What was advertised in a colonial American newspaper 250 years ago today?

Mar 15 - 3:15:1768 South-Carolina Gazette and Country Journal
South-Carolina Gazette and Country Journal (March 15, 1768).

“A fresh assortment of GARDEN SEEDS, pease, beans and flower-roots.”

James McCall stocked and sold a variety of imported merchandise “at his store in Tradd-street” in Charleston. Like many other merchants and shopkeepers, he attempted to incited demand for his wares by placing an advertisement that listed many of them in a dense paragraph, everything from “neat Wilton carpeting” to “shot of all sizes” to “coffee and chocolate.” His inventory included groceries, clothing, housewares, and much more.

For the most part McCall did not make special efforts to promote any particular items, with one exception. Deploying typography strategically, he did draw attention to his “fresh assortment of GARDEN SEEDS, pease, beans and flower-roots.” Very few words in his advertisement appeared in all capital letters; most of those that did were names: his own name that served as a headline, the name of the ship and captain that transported the goods, and the name of the English port of departure.

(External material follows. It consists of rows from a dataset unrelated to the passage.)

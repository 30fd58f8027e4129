//! Metric definition entity - The registry of every KPI the engine knows about.
//!
//! Base metrics are aggregated from raw contract and ledger data; derived metrics carry
//! a formula over other metric keys. Definitions are rarely mutated and are never
//! deleted while a formula or an override still refers to them.

use sea_orm::entity::prelude::*;
use serde::{Deserialize, Serialize};

/// Whether a metric is aggregated from raw data or computed from a formula
#[derive(
    Debug, Clone, Copy, PartialEq, Eq, Hash, EnumIter, DeriveActiveEnum, Serialize, Deserialize,
)]
#[sea_orm(rs_type = "String", db_type = "Text")]
#[serde(rename_all = "lowercase")]
pub enum MetricKind {
    /// Aggregated directly from raw data by a registered aggregation
    #[sea_orm(string_value = "base")]
    Base,
    /// Evaluated from a formula over other metrics
    #[sea_orm(string_value = "derived")]
    Derived,
}

/// Metric definition database model
#[derive(Clone, Debug, PartialEq, Eq, DeriveEntityModel, Serialize, Deserialize)]
#[sea_orm(table_name = "metric_definitions")]
#[serde(rename_all = "camelCase")]
pub struct Model {
    /// Unique identifier
    #[sea_orm(primary_key)]
    pub id: i64,
    /// Stable metric key referenced by formulas, targets and overrides (e.g. `"mrr"`)
    #[sea_orm(unique)]
    pub key: String,
    /// Display title shown on dashboards
    pub title: String,
    /// Base or derived
    pub kind: MetricKind,
    /// Formula source, present only for derived metrics (e.g. `"churned_mrr / mrr_start_of_month"`)
    pub formula: Option<String>,
    /// Display unit (e.g. `"BRL"`, `"ratio"`, `"count"`)
    pub unit: String,
    /// Inactive metrics are skipped by recompute and reject new overrides
    pub active: bool,
    /// When the definition was created
    pub created_at: DateTime,
    /// When the definition was last modified
    pub updated_at: DateTime,
}

/// Metric definitions are referenced by key, not by foreign key
#[derive(Copy, Clone, Debug, EnumIter, DeriveRelation)]
pub enum Relation {}

impl ActiveModelBehavior for ActiveModel {}
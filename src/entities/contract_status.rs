//! Contract status entity - Classifies raw contract statuses as active or not.

use sea_orm::entity::prelude::*;
use serde::{Deserialize, Serialize};

/// Contract status classification model
#[derive(Clone, Debug, PartialEq, Eq, DeriveEntityModel, Serialize, Deserialize)]
#[sea_orm(table_name = "contract_statuses")]
#[serde(rename_all = "camelCase")]
pub struct Model {
    /// Unique identifier
    #[sea_orm(primary_key)]
    pub id: i64,
    /// Raw status label as stored on contracts (e.g. `"ativo"`, `"cancelado"`)
    #[sea_orm(unique)]
    pub status: String,
    /// Whether contracts with this status count towards active metrics such as MRR
    pub is_active: bool,
    /// When the classification was last written
    pub updated_at: DateTime,
}

/// `ContractStatus` has no relationships with other entities
#[derive(Copy, Clone, Debug, EnumIter, DeriveRelation)]
pub enum Relation {}

impl ActiveModelBehavior for ActiveModel {}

In the main body of the advertisement, the list of items for sale, the first word appeared in all capitals, as was the convention for all advertisements in the South-Carolina Gazette and Country Journal. Otherwise, the words “GARDEN SEEDS” about midway through the list of goods were the only words in all capitals in the body of McCall’s notice.

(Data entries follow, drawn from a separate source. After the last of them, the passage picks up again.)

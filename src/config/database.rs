//! Database configuration module for the KPI engine.
//!
//! This module handles `SQLite` connection setup and schema creation using `SeaORM`.
//! Tables are generated from the entity definitions with `Schema::create_table_from_entity`,
//! so the schema always matches the Rust structs. Period-keyed tables additionally get a
//! composite unique index on `(year, month, metric_key)`, which is what enforces "one
//! target / one override / one actual per metric and month" at row level.

use crate::entities::{
    Contract, ContractStatus, LedgerEntry, MetricActual, MetricActualColumn, MetricDefinition,
    MetricOverride, MetricOverrideColumn, MonthlyTarget, MonthlyTargetColumn, SystemState,
};
use crate::errors::Result;
use sea_orm::sea_query::{Index, IndexCreateStatement};
use sea_orm::{ConnectionTrait, Database, DatabaseConnection, EntityTrait, Schema};
use tracing::{debug, info};

const DEFAULT_DATABASE_URL: &str = "sqlite://data/kpi_engine.sqlite?mode=rwc";

/// Gets the database URL from the `DATABASE_URL` environment variable, falling back to
/// a local `SQLite` file.
#[must_use]
pub fn get_database_url() -> String {
    std::env::var("DATABASE_URL").unwrap_or_else(|_| DEFAULT_DATABASE_URL.to_string())
}

/// Opens a connection to the configured database and makes sure every table exists.
pub async fn create_connection() -> Result<DatabaseConnection> {
    let database_url = get_database_url();
    debug!("Connecting to database at {database_url}");
    let db = Database::connect(&database_url).await?;
    create_tables(&db).await?;
    info!("Database ready");
    Ok(db)
}

async fn create_table<C, E>(db: &C, schema: &Schema, entity: E) -> Result<()>
where
    C: ConnectionTrait,
    E: EntityTrait,
{
    let builder = db.get_database_backend();
    let mut statement = schema.create_table_from_entity(entity);
    statement.if_not_exists();
    db.execute(builder.build(&statement)).await?;
    Ok(())
}

fn period_index<T, C>(name: &str, table: T, year: C, month: C, metric_key: C) -> IndexCreateStatement
where
    T: sea_orm::sea_query::IntoTableRef,
    C: sea_orm::sea_query::IntoIndexColumn,
{
    Index::create()
        .name(name)
        .table(table)
        .col(year)
        .col(month)
        .col(metric_key)
        .unique()
        .if_not_exists()
        .to_owned()
}

/// Creates all tables and unique indexes if they do not exist yet.
///
/// Safe to call on every start-up.
pub async fn create_tables<C>(db: &C) -> Result<()>
where
    C: ConnectionTrait,
{
    let builder = db.get_database_backend();
    let schema = Schema::new(builder);

    create_table(db, &schema, MetricDefinition).await?;
    create_table(db, &schema, MonthlyTarget).await?;
    create_table(db, &schema, MetricOverride).await?;
    create_table(db, &schema, MetricActual).await?;
    create_table(db, &schema, ContractStatus).await?;
    create_table(db, &schema, Contract).await?;
    create_table(db, &schema, LedgerEntry).await?;
    create_table(db, &schema, SystemState).await?;

    let indexes = [
        period_index(
            "idx_monthly_targets_period",
            MonthlyTarget,
            MonthlyTargetColumn::Year,
            MonthlyTargetColumn::Month,
            MonthlyTargetColumn::MetricKey,
        ),
        period_index(
            "idx_metric_overrides_period",
            MetricOverride,
            MetricOverrideColumn::Year,
            MetricOverrideColumn::Month,
            MetricOverrideColumn::MetricKey,
        ),
        period_index(
            "idx_metric_actuals_period",
            MetricActual,
            MetricActualColumn::Year,
            MetricActualColumn::Month,
            MetricActualColumn::MetricKey,
        ),
    ];
    for index in &indexes {
        db.execute(builder.build(index)).await?;
    }

    Ok(())
}

#[cfg(test)]
mod tests {
    #![allow(clippy::unwrap_used)]
    use super::*;
    use crate::entities::{
        contract::Model as ContractModel, metric_actual::Model as MetricActualModel,
        metric_definition::Model as MetricDefinitionModel,
        metric_override::Model as MetricOverrideModel,
    };
    use sea_orm::QuerySelect;

    #[tokio::test]
    async fn test_create_tables() -> Result<()> {
        let db = Database::connect("sqlite::memory:").await?;
        create_tables(&db).await?;

        // Test that tables exist by querying them
        let _: Vec<MetricDefinitionModel> = MetricDefinition::find().limit(1).all(&db).await?;
        let _: Vec<MetricOverrideModel> = MetricOverride::find().limit(1).all(&db).await?;
        let _: Vec<MetricActualModel> = MetricActual::find().limit(1).all(&db).await?;
        let _: Vec<ContractModel> = Contract::find().limit(1).all(&db).await?;

        Ok(())
    }

    #[tokio::test]
    async fn test_create_tables_is_repeatable() -> Result<()> {
        let db = Database::connect("sqlite::memory:").await?;
        create_tables(&db).await?;
        create_tables(&db).await?;
        Ok(())
    }

    #[test]
    fn test_default_database_url_is_sqlite() {
        assert!(DEFAULT_DATABASE_URL.starts_with("sqlite://"));
    }
}
//! Contract entity - A recurring-revenue agreement with a client.
//!
//! Contracts are the raw input of the MRR family of base metrics.

use sea_orm::entity::prelude::*;
use serde::{Deserialize, Serialize};

/// Contract database model
#[derive(Clone, Debug, PartialEq, DeriveEntityModel, Serialize, Deserialize)]
#[sea_orm(table_name = "contracts")]
#[serde(rename_all = "camelCase")]
pub struct Model {
    /// Unique identifier
    #[sea_orm(primary_key)]
    pub id: i64,
    /// Client name
    pub client: String,
    /// Raw status label, classified through the contract status table
    pub status: String,
    /// Recurring value billed every month
    pub monthly_value: f64,
    /// First day the contract is in force
    pub start_date: Date,
    /// Day the contract stopped being in force, if it ended
    pub end_date: Option<Date>,
    /// When the row was created
    pub created_at: DateTime,
}

/// `Contract` has no relationships with other entities
#[derive(Copy, Clone, Debug, EnumIter, DeriveRelation)]
pub enum Relation {}

impl ActiveModelBehavior for ActiveModel {}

Although advertisers usually wrote copy and left it to compositors to determine the graphic design elements of eighteenth-century newspaper advertisements, deviations from the standard appearance of notices within particular publications suggest that advertisers could and did sometimes request specific typography for certain aspects of their notices. Such appears to have been the case for McCall’s advertisement since the compositor would have had little reason to randomly set “GARDEN SEEDS” in all capitals. On the other hand, McCall had particular interest in drawing attention to such seasonal merchandise. In other advertisements, he developed a habit for singling out a specific item to promote to prospective customers. For instance, the previous August he included “CHOICE DOUBLE GLOSTER CHEESE” in a list-style advertisement that did not feature any other items in all capitals.

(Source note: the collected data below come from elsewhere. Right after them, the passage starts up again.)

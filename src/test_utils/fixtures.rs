use std::path::{Path, PathBuf};

use tempfile::TempDir;

use crate::setting::{ARCHETYPES_FILE, SKILLS_FILE, SettingLoader, TALENTS_FILE};

/// A throwaway data directory holding settings and character files.
pub struct SettingFixture {
    pub temp_dir: TempDir,
}

impl Default for SettingFixture {
    fn default() -> Self {
        Self::new()
    }
}

impl SettingFixture {
    pub const SETTING: &'static str = "genesys";

    pub const ARCHETYPES: &'static str = "\
- name: The Intellectual
  brawn: 2
  agility: 1
  intellect: 3
  cunning: 2
  will: 2
  presence: 2
  wound: 8
  strain: 12
  experience: 100
- name: The Aristocrat
  brawn: 1
  agility: 2
  intellect: 2
  cunning: 2
  will: 2
  presence: 3
  wound: 10
  strain: 10
  experience: 100
";

    pub const SKILLS: &'static str = "\
- name: Athletics
  ability: Brawn
- name: Computers
  ability: Intellect
";

    pub const TALENTS: &'static str = "\
- name: Grit
  tier: 1
  ranked: true
  gives: Increase strain threshold by one.
- name: Quick Draw
  tier: 1
  ranked: false
  gives: Draw or holster a weapon as an incidental.
";

    /// Aristocrat with Athletics 1 and Computers 2: 1/0 and 2/2 pools.
    pub const CHARACTER: &'static str = "\
name: J. Marcus Hart
player: Clay
profession: Investigator
archetype: The Aristocrat
intellect: 2
presence: 1
experience: 50
skills:
  Athletics: 1
  Computers: 2
talents:
  - Grit
";

    #[must_use]
    pub fn new() -> Self {
        let temp_dir = TempDir::new().expect("Failed to create temp dir");
        println!("[FIXTURE] Created data directory: {:?}", temp_dir.path());
        Self { temp_dir }
    }

    /// Data directory with the `genesys` setting already written.
    #[must_use]
    pub fn standard() -> Self {
        let fixture = Self::new();
        fixture.write_setting_file(Self::SETTING, ARCHETYPES_FILE, Self::ARCHETYPES);
        fixture.write_setting_file(Self::SETTING, SKILLS_FILE, Self::SKILLS);
        fixture.write_setting_file(Self::SETTING, TALENTS_FILE, Self::TALENTS);
        fixture
    }

    #[must_use]
    pub fn data_dir(&self) -> &Path {
        self.temp_dir.path()
    }

    #[must_use]
    pub fn loader(&self) -> SettingLoader {
        SettingLoader::new(self.data_dir())
    }

    /// Path of `file` inside the standard setting.
    #[must_use]
    pub fn setting_file(&self, file: &str) -> PathBuf {
        self.data_dir().join(Self::SETTING).join(file)
    }

    pub fn write_setting_file(&self, setting: &str, file: &str, content: &str) -> PathBuf {
        self.write(&format!("{setting}/{file}"), content)
    }

    pub fn write_character(&self, name: &str, content: &str) -> PathBuf {
        self.write(&format!("characters/{name}.yaml"), content)
    }

    fn write(&self, relative_path: &str, content: &str) -> PathBuf {
        let full_path = self.data_dir().join(relative_path);
        if let Some(parent) = full_path.parent() {
            std::fs::create_dir_all(parent).expect("Failed to create parent dirs");
        }
        std::fs::write(&full_path, content).expect("Failed to write file");
        full_path
    }
}
//! Archetype + character attribute merge.

use super::types::{Archetype, Character, ResolvedAttributes};

/// Archetype base plus character delta, attribute by attribute. No bounds are
/// applied; negative or very large scores pass through unchanged.
#[must_use]
pub fn merge_attributes(archetype: &Archetype, character: &Character) -> ResolvedAttributes {
    ResolvedAttributes::from(archetype.attributes) + ResolvedAttributes::from(character.attributes)
}

#[must_use]
pub fn merge_experience(archetype: &Archetype, character: &Character) -> i64 {
    i64::from(archetype.experience) + i64::from(character.experience)
}
//! gcs - Genesys Character Sheet
//!
//! Derives playable character sheets from a setting's archetypes, skills and
//! talents plus a player-authored character file. The derivation itself lives
//! in [`genesys`] and is pure; [`setting`] loads YAML data and [`cli`] wraps it
//! all in the `gcs` binary.

pub mod app;
pub mod cli;
pub mod config;
pub mod error;
pub mod genesys;
pub mod setting;
pub mod test_utils;

pub use error::{GcsError, Result};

McCall could have chosen to highlight these items by listing them first or writing a separate nota bene to append to his advertisements. Instead, he opted to experiment with variations in typography to accentuate his “GARDEN SEEDS” and “CHOICE DOUBLE GLOSTER CHEESE.” Although rudimentary compared to modern understandings of graphic design, his choices indicate some level of understanding that the appearance on the page could be just as effective as the copy when it came to delivering advertising content to consumers.